【6月27日 AFP】エジプト政府は27日カイロ市内で記者会見し、1903年にルクソール(Luxor)の「王家の谷(Valley of the Kings)」で見つかったミイラが、古代エジプト新王国第18王朝期のハトシェプスト(Hatshepsut)女王と特定されたと発表した。

 会見したエジプト考古最高評議会のザヒ・ハワス(Zahi Hawass)事務局長によれば、今回ハトシェプスト女王と特定されたミイラは、1903年に「王家の谷」にある墓の1つから発見された女性の2体のミイラのうちの1体。古代エジプト新王国時代のミイラ4体を対象に科学的な検査を行った結果、抜けた1本の歯が決め手となって特定された。
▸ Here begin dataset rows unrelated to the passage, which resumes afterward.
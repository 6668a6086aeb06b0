//! Template handling for constants generation
//!
//! Provides marker scanning, per-entry line substitution, and template loading.

pub mod loader;
pub mod markers;
pub mod substitution;

use std::fmt;

pub use loader::TemplateCache;
pub use markers::{
    MarkerSite, ParsedTemplate, TemplateMarkerParser, COMMENT_LINE_MARKER, COMMENT_SIGN, MARKER_PREFIX,
    PARAM_SIGN, REPEAT_LINE_MARKER,
};
pub use substitution::{
    BlockBuilder, NameTokens, Placeholders, SubstitutionEngine, CLASS_NAME_KEYS, CLASS_NAME_LIST,
    CLASS_NAME_LOOKUP, CONST_COMMENT, CONST_KEY, CONST_TYPE, CONST_VALUE, NAMESPACE,
    NAMESPACE_RUNTIME,
};

/// The three templates driven by every generator item, in processing order
#[derive(Debug, Clone, Copy, PartialEq, Eq, Hash, PartialOrd, Ord)]
pub enum TemplateKind {
    /// Runtime constants file
    Runtime,
    /// Editor-only listing file
    List,
    /// Editor-only key to value lookup file
    Lookup,
}

impl TemplateKind {
    /// All kinds in processing order
    pub const ALL: [TemplateKind; 3] = [TemplateKind::Runtime, TemplateKind::List, TemplateKind::Lookup];

    /// Whether output for this kind is editor-only
    pub fn is_editor_only(&self) -> bool {
        !matches!(self, TemplateKind::Runtime)
    }
}

impl fmt::Display for TemplateKind {
    fn fmt(&self, f: &mut fmt::Formatter<'_>) -> fmt::Result {
        match self {
            TemplateKind::Runtime => write!(f, "runtime"),
            TemplateKind::List => write!(f, "list"),
            TemplateKind::Lookup => write!(f, "lookup"),
        }
    }
}
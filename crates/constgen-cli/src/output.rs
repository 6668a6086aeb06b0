// Output formatting and styling

use colored::Colorize;

use crate::logging::VerbosityLevel;

/// Output styling configuration
pub struct OutputStyle {
    pub use_colors: bool,
}

impl Default for OutputStyle {
    fn default() -> Self {
        Self {
            use_colors: atty::is(atty::Stream::Stdout),
        }
    }
}

impl OutputStyle {
    /// Format success message
    pub fn success(&self, msg: &str) -> String {
        if self.use_colors {
            format!("{} {}", "✓".green().bold(), msg)
        } else {
            format!("✓ {}", msg)
        }
    }

    /// Format error message
    pub fn error(&self, msg: &str) -> String {
        if self.use_colors {
            format!("{} {}", "✗".red().bold(), msg)
        } else {
            format!("✗ {}", msg)
        }
    }

    /// Format warning message
    pub fn warning(&self, msg: &str) -> String {
        if self.use_colors {
            format!("{} {}", "⚠".yellow(), msg)
        } else {
            format!("⚠ {}", msg)
        }
    }

    /// Format info message
    pub fn info(&self, msg: &str) -> String {
        if self.use_colors {
            format!("{} {}", "ℹ".blue(), msg)
        } else {
            format!("ℹ {}", msg)
        }
    }

    /// Format a path or identifier
    pub fn code(&self, code: &str) -> String {
        if self.use_colors {
            code.cyan().to_string()
        } else {
            code.to_string()
        }
    }

    /// Format a section header
    pub fn section(&self, title: &str) -> String {
        if self.use_colors {
            format!(
                "\n{}\n{}",
                title.bold().underline(),
                "─".repeat(title.chars().count())
            )
        } else {
            format!("\n{}\n{}", title, "─".repeat(title.chars().count()))
        }
    }

    /// Format a list item
    pub fn list_item(&self, item: &str) -> String {
        format!("  • {}", item)
    }

    /// Format a key-value pair
    pub fn key_value(&self, key: &str, value: &str) -> String {
        if self.use_colors {
            format!("  {}: {}", key.bold(), value)
        } else {
            format!("  {}: {}", key, value)
        }
    }

    /// Format a tip/hint
    pub fn tip(&self, tip: &str) -> String {
        if self.use_colors {
            format!("{} {}", "💡".yellow(), tip)
        } else {
            format!("💡 {}", tip)
        }
    }
}

/// Print formatted output, honoring the verbosity level
pub fn print_success(msg: &str) {
    if VerbosityLevel::Normal.should_output() {
        println!("{}", OutputStyle::default().success(msg));
    }
}

pub fn print_error(msg: &str) {
    eprintln!("{}", OutputStyle::default().error(msg));
}

pub fn print_warning(msg: &str) {
    if VerbosityLevel::Normal.should_output() {
        println!("{}", OutputStyle::default().warning(msg));
    }
}

pub fn print_info(msg: &str) {
    if VerbosityLevel::Normal.should_output() {
        println!("{}", OutputStyle::default().info(msg));
    }
}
 ハトシェプスト女王は古代エジプトの女王としては最も有名で、付け髭をつけていたことで知られる。紀元前1479年から紀元前1458年までの21年間を統治。古代世界で最も権力をふるった女性君主のひとりで、夫で異母兄のトトメス2世(Tuthmosis II)の死後、自らファラオ(王)を称した。
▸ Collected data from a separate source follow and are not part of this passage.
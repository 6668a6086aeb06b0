use constgen_generation::{
    BlockBuilder, NameTokens, Placeholders, SubstitutionEngine, TemplateMarkerParser,
};
use constgen_storage::GeneratorItem;
use criterion::{black_box, criterion_group, criterion_main, BenchmarkId, Criterion};

const TEMPLATE: &str = "namespace //%namespaceRuntime {
    public static class //%classNameKeys {
        /// %constComment //%1
        public const %constType %constKey = \"%constValue\"; //%0
    }
}
";

// ============================================================================
// Benchmark 1: Single line expansion
// ============================================================================

fn benchmark_expand_line(c: &mut Criterion) {
    let placeholders = Placeholders::for_entry("MainMenu", "Main_Menu", "string", Some("Title"));
    let line = "        public const %constType %constKey = \"%constValue\"; // %constComment";

    c.bench_function("expand_line", |b| {
        b.iter(|| SubstitutionEngine::expand(black_box(line), black_box(&placeholders)))
    });
}

// ============================================================================
// Benchmark 2: Full file assembly for growing entry counts
// ============================================================================

fn benchmark_assemble_file(c: &mut Criterion) {
    let mut group = c.benchmark_group("assemble_file");
    let parsed = TemplateMarkerParser::parse(TEMPLATE);
    let names = NameTokens::from_item(&GeneratorItem::new("bench"));

    for entries in [10usize, 100, 1_000, 10_000] {
        let data: Vec<(String, String)> = (0..entries)
            .map(|i| (i.to_string(), format!("Value number {}", i)))
            .collect();

        group.bench_with_input(BenchmarkId::from_parameter(entries), &data, |b, data| {
            b.iter(|| {
                let mut builder = BlockBuilder::new(&parsed, "int");
                for (index, (key, value)) in data.iter().enumerate() {
                    let comment = (index % 4 == 0).then_some("every fourth");
                    builder.push(key, &value.replace(' ', "_"), comment);
                }
                black_box(SubstitutionEngine::assemble(&parsed, &builder.finish(), &names))
            })
        });
    }

    group.finish();
}

criterion_group!(benches, benchmark_expand_line, benchmark_assemble_file);
criterion_main!(benches);
//! Placeholder substitution and block assembly

use constgen_storage::GeneratorItem;

use super::markers::ParsedTemplate;

/// Entry key placeholder
pub const CONST_KEY: &str = "%constKey";
/// Normalized entry value placeholder
pub const CONST_VALUE: &str = "%constValue";
/// Key type name placeholder
pub const CONST_TYPE: &str = "%constType";
/// Entry comment placeholder, empty when the entry has none
pub const CONST_COMMENT: &str = "%constComment";

pub const CLASS_NAME_KEYS: &str = "//%classNameKeys";
pub const CLASS_NAME_LIST: &str = "//%classNameList";
pub const CLASS_NAME_LOOKUP: &str = "//%classNameLookup";
pub const NAMESPACE: &str = "//%namespace";
pub const NAMESPACE_RUNTIME: &str = "//%namespaceRuntime";

/// Named placeholder bindings
///
/// Tokens are matched literally. When one token is a prefix of another the
/// longer one wins, so `//%namespaceRuntime` is never clipped by
/// `//%namespace`.
#[derive(Debug, Clone, Default, PartialEq, Eq)]
pub struct Placeholders {
    bindings: Vec<(String, String)>,
}

impl Placeholders {
    /// Create an empty binding set
    pub fn new() -> Self {
        Self::default()
    }

    /// Bind a token, replacing any previous binding for it
    pub fn insert(&mut self, token: impl Into<String>, value: impl Into<String>) {
        let token = token.into();
        let value = value.into();
        match self.bindings.iter_mut().find(|(t, _)| *t == token) {
            Some(binding) => binding.1 = value,
            None => self.bindings.push((token, value)),
        }
    }

    /// Builder form of [`Placeholders::insert`]
    pub fn bind(mut self, token: impl Into<String>, value: impl Into<String>) -> Self {
        self.insert(token, value);
        self
    }

    /// Bindings for one entry line
    pub fn for_entry(key: &str, value: &str, type_name: &str, comment: Option<&str>) -> Self {
        Self::new()
            .bind(CONST_KEY, key)
            .bind(CONST_VALUE, value)
            .bind(CONST_TYPE, type_name)
            .bind(CONST_COMMENT, comment.unwrap_or_default())
    }

    /// Value bound to a token
    pub fn get(&self, token: &str) -> Option<&str> {
        self.bindings
            .iter()
            .find(|(t, _)| t == token)
            .map(|(_, v)| v.as_str())
    }

    pub fn len(&self) -> usize {
        self.bindings.len()
    }

    pub fn is_empty(&self) -> bool {
        self.bindings.is_empty()
    }

    fn longest_first(&self) -> Vec<(&str, &str)> {
        let mut ordered: Vec<(&str, &str)> = self
            .bindings
            .iter()
            .filter(|(token, _)| !token.is_empty())
            .map(|(token, value)| (token.as_str(), value.as_str()))
            .collect();
        ordered.sort_by(|a, b| b.0.len().cmp(&a.0.len()));
        ordered
    }
}

/// Expands line templates and assembles final file contents
pub struct SubstitutionEngine;

impl SubstitutionEngine {
    /// Replace every bound token in `template` with its value
    ///
    /// The template is scanned once from left to right. Substituted values
    /// are never rescanned, so a value that happens to contain token text
    /// is emitted literally.
    pub fn expand(template: &str, placeholders: &Placeholders) -> String {
        let tokens = placeholders.longest_first();
        let mut output = String::with_capacity(template.len());
        let mut rest = template;

        'scan: while !rest.is_empty() {
            for (token, value) in &tokens {
                if let Some(tail) = rest.strip_prefix(token) {
                    output.push_str(value);
                    rest = tail;
                    continue 'scan;
                }
            }
            let mut chars = rest.chars();
            if let Some(ch) = chars.next() {
                output.push(ch);
            }
            rest = chars.as_str();
        }

        output
    }

    /// Substitute the item's name tokens into the template, then inject the block
    ///
    /// Only template text sees the name tokens. Entry data in `block` is
    /// inserted untouched.
    pub fn assemble(parsed: &ParsedTemplate, block: &str, names: &NameTokens) -> String {
        names.apply_to(parsed).inject_block(block)
    }
}

/// Accumulates the expanded lines of one template for a sequence of entries
#[derive(Debug, Clone)]
pub struct BlockBuilder {
    line_template: Option<String>,
    comment_template: Option<String>,
    type_name: String,
    block: String,
    data_lines: usize,
    comment_lines: usize,
}

impl BlockBuilder {
    /// Builder for a parsed template whose entries have keys of `type_name`
    pub fn new(parsed: &ParsedTemplate, type_name: impl Into<String>) -> Self {
        Self {
            line_template: parsed.line_template().map(str::to_string),
            comment_template: parsed.comment_line_template().map(str::to_string),
            type_name: type_name.into(),
            block: String::new(),
            data_lines: 0,
            comment_lines: 0,
        }
    }

    /// Append the lines for one entry
    ///
    /// A comment line is emitted only when the entry has a comment and the
    /// template has a comment-line marker. Nothing is emitted when the
    /// template has no repeat-line marker.
    pub fn push(&mut self, key: &str, value: &str, comment: Option<&str>) {
        let Some(line_template) = &self.line_template else {
            return;
        };
        let placeholders = Placeholders::for_entry(key, value, &self.type_name, comment);

        if let (Some(_), Some(comment_template)) = (comment, &self.comment_template) {
            self.block
                .push_str(&SubstitutionEngine::expand(comment_template, &placeholders));
            self.block.push('\n');
            self.comment_lines += 1;
        }

        self.block
            .push_str(&SubstitutionEngine::expand(line_template, &placeholders));
        self.block.push('\n');
        self.data_lines += 1;
    }

    pub fn data_lines(&self) -> usize {
        self.data_lines
    }

    pub fn comment_lines(&self) -> usize {
        self.comment_lines
    }

    /// The accumulated block
    pub fn finish(self) -> String {
        self.block
    }
}

/// Class name and namespace tokens of one generator item
#[derive(Debug, Clone, PartialEq, Eq)]
pub struct NameTokens {
    placeholders: Placeholders,
}

impl NameTokens {
    pub fn from_item(item: &GeneratorItem) -> Self {
        let placeholders = Placeholders::new()
            .bind(CLASS_NAME_KEYS, &item.class_name_keys)
            .bind(CLASS_NAME_LIST, &item.class_name_list)
            .bind(CLASS_NAME_LOOKUP, &item.class_name_lookup)
            .bind(NAMESPACE, &item.namespace)
            .bind(NAMESPACE_RUNTIME, &item.namespace_runtime);
        Self { placeholders }
    }

    /// Replace every name token in `text`
    pub fn apply(&self, text: &str) -> String {
        SubstitutionEngine::expand(text, &self.placeholders)
    }

    /// Replace every name token in the lines of a parsed template
    pub fn apply_to(&self, parsed: &ParsedTemplate) -> ParsedTemplate {
        parsed.map_lines(|line| self.apply(line))
    }
}
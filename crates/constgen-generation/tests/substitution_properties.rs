//! Property-based tests for per-entry expansion
//!
//! Entries are driven through a lookup model's transform callback into a
//! block builder, the same way a generation run does.

use std::cell::RefCell;
use std::rc::Rc;

use constgen_generation::{
    BlockBuilder, IntLookupModel, LookupSource, Placeholders, SubstitutionEngine,
    TemplateMarkerParser,
};
use proptest::prelude::*;

const TEMPLATE: &str = "begin\n// %constComment//%1\n%constKey=%constValue//%0\nend\n";

/// Values and optional comments, keyed by position
fn entries_strategy() -> impl Strategy<Value = Vec<(String, Option<String>)>> {
    prop::collection::vec(
        ("[a-zA-Z][a-zA-Z ]{0,15}", prop::option::of("[a-z]{1,10}")),
        0..24,
    )
}

fn expand(entries: &[(String, Option<String>)]) -> (String, usize, usize) {
    let mut model = IntLookupModel::new();
    for (index, (value, comment)) in entries.iter().enumerate() {
        model.insert(index as i64, value.clone());
        if let Some(comment) = comment {
            model.insert_comment(value.replace(' ', "_"), comment.clone());
        }
    }

    let parsed = TemplateMarkerParser::parse(TEMPLATE);
    let builder = Rc::new(RefCell::new(BlockBuilder::new(&parsed, model.type_name())));
    let sink = Rc::clone(&builder);
    model.set_transform(Box::new(move |key, value, comment| {
        sink.borrow_mut().push(key, value, comment);
    }));
    model.transform_each().unwrap();

    let builder = builder.borrow();
    let (data_lines, comment_lines) = (builder.data_lines(), builder.comment_lines());
    let block = builder.clone().finish();
    (parsed.inject_block(&block), data_lines, comment_lines)
}

proptest! {
    /// Property: N entries produce N data lines, in model order, and no marker text
    #[test]
    fn prop_one_data_line_per_entry(entries in entries_strategy()) {
        let (output, data_lines, _) = expand(&entries);
        prop_assert_eq!(data_lines, entries.len());

        let keys: Vec<String> = output
            .lines()
            .filter(|line| !line.starts_with("// ") && *line != "begin" && *line != "end")
            .map(|line| line.split('=').next().unwrap_or_default().to_string())
            .collect();
        let expected: Vec<String> = (0..entries.len()).map(|i| i.to_string()).collect();
        prop_assert_eq!(keys, expected);
        prop_assert!(!output.contains("//%"));
    }

    /// Property: emitted values never contain a literal space
    #[test]
    fn prop_cleanup_removes_spaces(entries in entries_strategy()) {
        let (output, _, _) = expand(&entries);
        for line in output.lines().filter(|line| line.contains('=')) {
            let value = line.split_once('=').map(|(_, v)| v).unwrap_or_default();
            prop_assert!(!value.contains(' '), "value {:?} contains a space", value);
        }
    }

    /// Property: exactly one comment line precedes each commented entry, none otherwise
    #[test]
    fn prop_comment_lines_match_comments(entries in entries_strategy()) {
        let (output, _, comment_lines) = expand(&entries);
        let lines: Vec<&str> = output.lines().collect();

        // Later duplicates of a value share its comment
        let commented_values: std::collections::HashSet<String> = entries
            .iter()
            .filter(|(_, comment)| comment.is_some())
            .map(|(value, _)| value.replace(' ', "_"))
            .collect();
        let expected = entries
            .iter()
            .filter(|(value, _)| commented_values.contains(&value.replace(' ', "_")))
            .count();
        prop_assert_eq!(comment_lines, expected);

        for (index, line) in lines.iter().enumerate() {
            if line.starts_with("// ") {
                prop_assert!(lines.get(index + 1).map_or(false, |next| next.contains('=')));
            }
        }
    }

    /// Property: expansion is deterministic
    #[test]
    fn prop_expansion_is_deterministic(entries in entries_strategy()) {
        prop_assert_eq!(expand(&entries), expand(&entries));
    }

    /// Property: a line template without tokens expands to itself
    #[test]
    fn prop_unbound_text_is_untouched(text in "[a-zA-Z0-9 =;]{0,40}") {
        let placeholders = Placeholders::for_entry("k", "v", "int", None);
        prop_assert_eq!(SubstitutionEngine::expand(&text, &placeholders), text);
    }
}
 米国のドキュメンタリー専門テレビ「ディスカバリー・チャンネル(Discovery Channel)」は、ハワス事務局長が記者会見より前に、「(1922年の)ツタンカーメン(Tutankhamun)の発見以来、エジプトの王家の谷における最も重要な発見」と今回の発見を評したと伝えた。

 1903年、ツタンカーメンの発見で有名になった考古学者のハワード・カーター(Howard Carter)氏は、古代都市テーベ(Theban、現ルクソール)の墓地遺跡のKV60と名付けられた墓から2つのサルコファガス(石棺)を発見。

 棺の1つに納められていたミイラはハトシェプスト女王の乳母Sitre-Inと思われたが、もう1つの棺から見つかった女性のミイラは身元が特定できなかった。

 1920年、カーターはハトシェプスト女王の墓を発見したが、2つの棺は空だった。

 ディスカバリー・チャンネルによると、ハワス事務局長は、調査の対象をカーターが1903年に発見した2体の女性のミイラに絞ることができたという。そして、CTスキャナー撮影により3D画像を作成。2体のうち1体の身体的特徴をハトシェプスト女王の子孫のものと結びつけた。さらに、歯が収められていた箱には女王の名前が刻まれており、CTスキャナーで撮影したところ、「(箱の歯は)ミイラの臼歯が抜けた隙間と1ミリの狂いもなく一致した」。